Rekindling hope
31 July 2019

St. Ignatius of Loyola (Portrait by Jacopino del Conte)

Dear friends and colleagues,

The 31st of July is always a special day for JRS when we celebrate the feast of St. Ignatius of Loyola, founder of the Society of Jesus. It is an occasion and grace-filled moment to reflect in gratitude on the Ignatian roots of our service to refugees and other forcibly displaced persons. In his May 24th 2019 letter "To the Whole Society of Jesus and Partners in Mission", Fr Arturo Sosa, SJ, Superior General of the Society of Jesus, revisits the founding of JRS by Fr Pedro Arrupe 40 years ago as a moment that was anchored in faithfulness to "Ignatius' criteria for our apostolic work". Thus, in carrying out the work we do, we are truly continuing Ignatius's legacy of service to the poor and excluded as a concrete expression of God's love for humanity, and not just for those close or dear to us.  We do all this by attending to the most neglected and universal needs of our world, another hallmark of Ignatius’ criteria for apostolic discernment.
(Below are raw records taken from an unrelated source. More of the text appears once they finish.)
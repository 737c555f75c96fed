//! A small fluent query builder and execution shim over SQLite.
//!
//! A [`Table`] holds clause state (columns, joins, sort, limit) and one
//! connection. Its `select`/`insert`/`update`/`delete` methods render SQL with
//! `?` placeholders, bind values positionally, run the statement on the
//! blocking pool and, for reads, decode JSON text columns back into structured
//! values.

pub mod codec;
pub mod connection;
pub mod error;
pub mod executor;
pub mod macros;
pub mod query;
pub mod row;
pub mod table;

pub use error::{DbError, Result};
pub use executor::{Completion, Outcome};
pub use litequery_config as config;
pub use query::{JoinKind, QueryState, Statement};
pub use row::{RawRow, Record, Row};
pub use rusqlite::types::Value;
pub use table::Table;

#[cfg(test)]
mod tests {
    use serde::{Deserialize, Serialize};
    use serde_json::json;
    use serial_test::serial;

    use super::*;

    #[derive(Debug, Clone, PartialEq, Serialize, Deserialize)]
    struct Package {
        id: i64,
        name: String,
        version: String,
        downloads: u64,
        description: Option<String>,
        maintainers: Option<Vec<String>>,
    }

    fn record(value: serde_json::Value) -> Record {
        match value {
            serde_json::Value::Object(map) => map,
            _ => unreachable!(),
        }
    }

    async fn setup_db() -> Table {
        let table = Table::in_memory("packages").unwrap();
        table
            .query(
                "CREATE TABLE packages (
                    id INTEGER PRIMARY KEY,
                    name TEXT NOT NULL,
                    version TEXT NOT NULL,
                    downloads INTEGER NOT NULL DEFAULT 0,
                    maintainers TEXT,
                    description TEXT,
                    extra TEXT
                )",
                args![],
            )
            .await
            .unwrap();
        table
    }

    #[tokio::test]
    async fn test_insert() {
        let db = setup_db().await;

        let done = db
            .insert(&record(json!({
                "name": "soar",
                "version": "1.0.0",
                "downloads": 100000,
                "description": "Test description",
                "maintainers": ["John Doe", "Jane Smith"]
            })))
            .await
            .unwrap();

        assert_eq!(done.rows_affected, 1);
        assert!(done.last_insert_id > 0);

        let pkgs: Vec<Package> = db
            .select_as("id = ?", args![done.last_insert_id])
            .await
            .unwrap();

        assert_eq!(pkgs.len(), 1);
        let pkg = &pkgs[0];
        assert_eq!(pkg.name, "soar");
        assert_eq!(pkg.version, "1.0.0");
        assert_eq!(pkg.downloads, 100000);
        assert_eq!(pkg.description, Some("Test description".into()));
        assert_eq!(
            pkg.maintainers,
            Some(vec!["John Doe".to_string(), "Jane Smith".to_string()])
        );
    }

    #[tokio::test]
    async fn test_structured_value_round_trip() {
        let db = setup_db().await;
        db.insert(&record(json!({"name": "zls", "version": "0.15.1", "extra": {"x": 1}})))
            .await
            .unwrap();

        let rows = db.select("", args![]).await.unwrap();
        assert_eq!(rows.len(), 1);
        assert_eq!(rows[0].get("extra"), Some(&json!({"x": 1})));
        assert_eq!(rows[0].get("maintainers"), Some(&serde_json::Value::Null));
    }

    #[tokio::test]
    async fn test_select_with_like() {
        let mut db = setup_db().await;

        db.insert(&record(json!({
            "name": "zls",
            "version": "0.15.1",
            "description": "Zig Language Server"
        })))
        .await
        .unwrap();

        db.insert(&record(json!({
            "name": "rust-analyzer",
            "version": "1.92.0-nightly",
            "description": "Rusty Language Server"
        })))
        .await
        .unwrap();

        db.set_columns(["name"]);
        let pkgs = db
            .select("WHERE name LIKE ?", args!["%rust%".to_string()])
            .await
            .unwrap();

        assert_eq!(pkgs.len(), 1);
        assert_eq!(pkgs[0].get("name"), Some(&json!("rust-analyzer")));
        assert_eq!(pkgs[0].len(), 1);
    }

    #[tokio::test]
    async fn test_join_sort_limit() {
        let mut db = setup_db().await;
        db.query(
            "CREATE TABLE releases (package_id INTEGER, channel TEXT)",
            args![],
        )
        .await
        .unwrap();

        for name in ["alpha", "beta", "gamma"] {
            let done = db
                .insert(&record(json!({"name": name, "version": "1"})))
                .await
                .unwrap();
            db.query(
                "INSERT INTO releases (package_id, channel) VALUES(?, ?)",
                args![done.last_insert_id, format!("{name}-stable")],
            )
            .await
            .unwrap();
        }

        db.set_columns(["packages.name", "releases.channel"])
            .add_join("inner", "releases", "packages.id", "releases.package_id")
            .add_sort("packages.name DESC")
            .set_limit(Some(2));

        let rows = db.select("packages.id > ?", args![0]).await.unwrap();
        let names: Vec<_> = rows.iter().filter_map(|r| r.get("name")).collect();
        assert_eq!(names, [&json!("gamma"), &json!("beta")]);
        assert_eq!(rows[0].get("channel"), Some(&json!("gamma-stable")));
    }

    #[tokio::test]
    async fn test_instance_reuse_reflects_new_columns() {
        let mut db = setup_db().await;
        db.insert(&record(json!({"name": "soar", "version": "1.0.0"})))
            .await
            .unwrap();

        db.set_columns(["name"]);
        let rows = db.select("", args![]).await.unwrap();
        assert_eq!(rows[0].columns().collect::<Vec<_>>(), ["name"]);

        db.set_columns(["version", "downloads"]);
        let rows = db.select("", args![]).await.unwrap();
        assert_eq!(
            rows[0].columns().collect::<Vec<_>>(),
            ["version", "downloads"]
        );
    }

    #[tokio::test]
    async fn test_update_and_delete() {
        let db = setup_db().await;
        let id = db
            .insert(&record(json!({"name": "soar", "version": "1.0.0"})))
            .await
            .unwrap()
            .last_insert_id;

        let done = db
            .update(
                &record(json!({"version": "2.0.0", "maintainers": ["QaidVoid"]})),
                "WHERE id = ?",
                args![id],
            )
            .await
            .unwrap();
        assert_eq!(done.rows_affected, 1);

        let rows = db.select("id = ?", args![id]).await.unwrap();
        assert_eq!(rows[0].get("version"), Some(&json!("2.0.0")));
        assert_eq!(rows[0].get("maintainers"), Some(&json!(["QaidVoid"])));

        let done = db.delete("id = ?", args![id]).await.unwrap();
        assert_eq!(done.rows_affected, 1);
        assert!(db.select("", args![]).await.unwrap().is_empty());
    }

    #[tokio::test]
    async fn test_update_from_struct() {
        #[derive(Serialize)]
        struct VersionBump<'a> {
            version: &'a str,
            downloads: u64,
        }

        let db = setup_db().await;
        db.insert(&record(json!({"name": "soar", "version": "1.0.0"})))
            .await
            .unwrap();

        db.update_from(
            &VersionBump {
                version: "1.1.0",
                downloads: 7,
            },
            "name = ?",
            args!["soar".to_string()],
        )
        .await
        .unwrap();

        let rows = db.select("", args![]).await.unwrap();
        assert_eq!(rows[0].get("version"), Some(&json!("1.1.0")));
        assert_eq!(rows[0].get("downloads"), Some(&json!(7)));
    }

    #[tokio::test]
    async fn test_insert_from_struct() {
        let db = setup_db().await;
        let pkg = Package {
            id: 42,
            name: "soar".into(),
            version: "0.9.0".into(),
            downloads: 3,
            description: None,
            maintainers: Some(vec!["a".into()]),
        };

        db.insert_from(&pkg).await.unwrap();
        let pkgs: Vec<Package> = db.select_as("", args![]).await.unwrap();
        assert_eq!(pkgs, vec![pkg]);
    }

    #[tokio::test]
    async fn test_numeric_text_decodes_as_number() {
        let db = setup_db().await;
        db.insert(&record(json!({"name": "soar", "version": "42"})))
            .await
            .unwrap();

        let rows = db.select("", args![]).await.unwrap();
        assert_eq!(rows[0].get("version"), Some(&json!(42)));
    }

    #[tokio::test]
    async fn test_zero_row_writes_succeed() {
        let db = setup_db().await;

        let done = db
            .update(&record(json!({"version": "9"})), "id = ?", args![999])
            .await
            .unwrap();
        assert_eq!(done.rows_affected, 0);

        let done = db.delete("id = ?", args![999]).await.unwrap();
        assert_eq!(done.rows_affected, 0);
    }

    #[tokio::test]
    async fn test_missing_table_is_an_error() {
        let mut db = setup_db().await;
        db.set_table("nope");

        let result = db.select("", args![]).await;
        assert!(matches!(result, Err(DbError::QueryError(_))));
    }

    #[tokio::test]
    async fn test_constraint_violation_is_an_error() {
        let db = setup_db().await;
        let result = db.insert(&record(json!({"name": "soar"}))).await;
        assert!(matches!(result, Err(DbError::QueryError(_))));
    }

    #[tokio::test]
    async fn test_empty_insert_rejected() {
        let db = setup_db().await;
        let result = db.insert(&Record::new()).await;
        assert!(matches!(result, Err(DbError::EmptyRecord("insert"))));
    }

    #[tokio::test]
    async fn test_operations_after_close_fail() {
        let db = setup_db().await;
        db.close().await.unwrap();
        assert!(db.is_closed());

        let result = db.select("", args![]).await;
        assert!(matches!(result, Err(DbError::ConnectionClosed)));

        let result = db.insert(&record(json!({"name": "x", "version": "1"}))).await;
        assert!(matches!(result, Err(DbError::ConnectionClosed)));
    }

    #[tokio::test]
    async fn test_file_database_shared_between_handles() {
        let dir = tempfile::tempdir().unwrap();
        let path = dir.path().join("app.db");

        let writer = Table::open(&path, "notes").unwrap();
        writer
            .query("CREATE TABLE notes (body TEXT)", args![])
            .await
            .unwrap();
        writer
            .insert(&record(json!({"body": {"text": "hi"}})))
            .await
            .unwrap();
        writer.close().await.unwrap();

        let reader = Table::open(&path, "notes").unwrap();
        let rows = reader.select("", args![]).await.unwrap();
        assert_eq!(rows[0].get("body"), Some(&json!({"text": "hi"})));
    }

    #[tokio::test]
    #[serial]
    async fn test_default_path_read_at_construction() {
        let dir = tempfile::tempdir().unwrap();
        let first = dir.path().join("first.db");
        let second = dir.path().join("second.db");
        let previous = config::get_config();

        config::set_database(&first);
        let table = Table::new("t").unwrap();
        config::set_database(&second);

        table
            .query("CREATE TABLE t (v TEXT)", args![])
            .await
            .unwrap();
        table
            .insert(&record(json!({"v": "kept"})))
            .await
            .unwrap();

        config::set_config(previous);

        assert!(first.exists());
        assert!(!second.exists());
    }

    #[tokio::test]
    #[serial]
    async fn test_set_database_overrides_env_path() {
        let dir = tempfile::tempdir().unwrap();
        let env_db = dir.path().join("env.db");
        let chosen_db = dir.path().join("chosen.db");
        let previous = config::get_config();
        let previous_env = std::env::var(config::DB_PATH_ENV).ok();

        std::env::set_var(config::DB_PATH_ENV, &env_db);
        config::init().unwrap();
        config::set_database(&chosen_db);
        let table = Table::new("t");

        match previous_env {
            Some(value) => std::env::set_var(config::DB_PATH_ENV, value),
            None => std::env::remove_var(config::DB_PATH_ENV),
        }
        config::set_config(previous);

        let table = table.unwrap();
        table
            .query("CREATE TABLE t (v TEXT)", args![])
            .await
            .unwrap();

        assert!(chosen_db.exists());
        assert!(!env_db.exists());
    }
}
The injustices and human suffering that so deeply moved Fr Pedro Arrupe and led to the founding of JRS are still present today. In fact, the situation has worsened over the intervening decades. This year the number of forcibly displaced persons has crossed the cap of 70 million and still rising. At the same time, indifference towards the plight of refugees has increased and, at times, fuelled by hostile rhetoric of identity politics as well as extreme nationalism, has given way to outright resentment. In some parts of the world, this climate of fear and exclusion has resulted in policies designed to marginalise and keep refugees out, with catastrophic consequences for people seeking safety and protection. The recent bombing of a migrants' detention centre in Libya's capital, Tripoli, was another grim reminder of the erosion of respect for fundamental human rights. Meanwhile, poor countries continue to bear alone the burden of hosting the majority of refugees despite lofty promises of solidarity from the international community. This further disincentivises these countries away from enacting humane refugee legislations, and where positive steps have been taken such as in Uganda and Ethiopia, they have been rendered ineffective due to gaping funding deficits for programmes that would create opportunities for refugees and build their self-reliance.  On another positive note, we cannot fail to commend the African Union that declared the year 2019, “The Year of Refugees, Returnees, and Internally Displaced Persons: Towards Durable Solutions to Forced Displacement in Africa.”  We hope and pray that such a declaration will be translated in concrete policies that will greatly improve the plight of refugees, returnees and internally displaced persons.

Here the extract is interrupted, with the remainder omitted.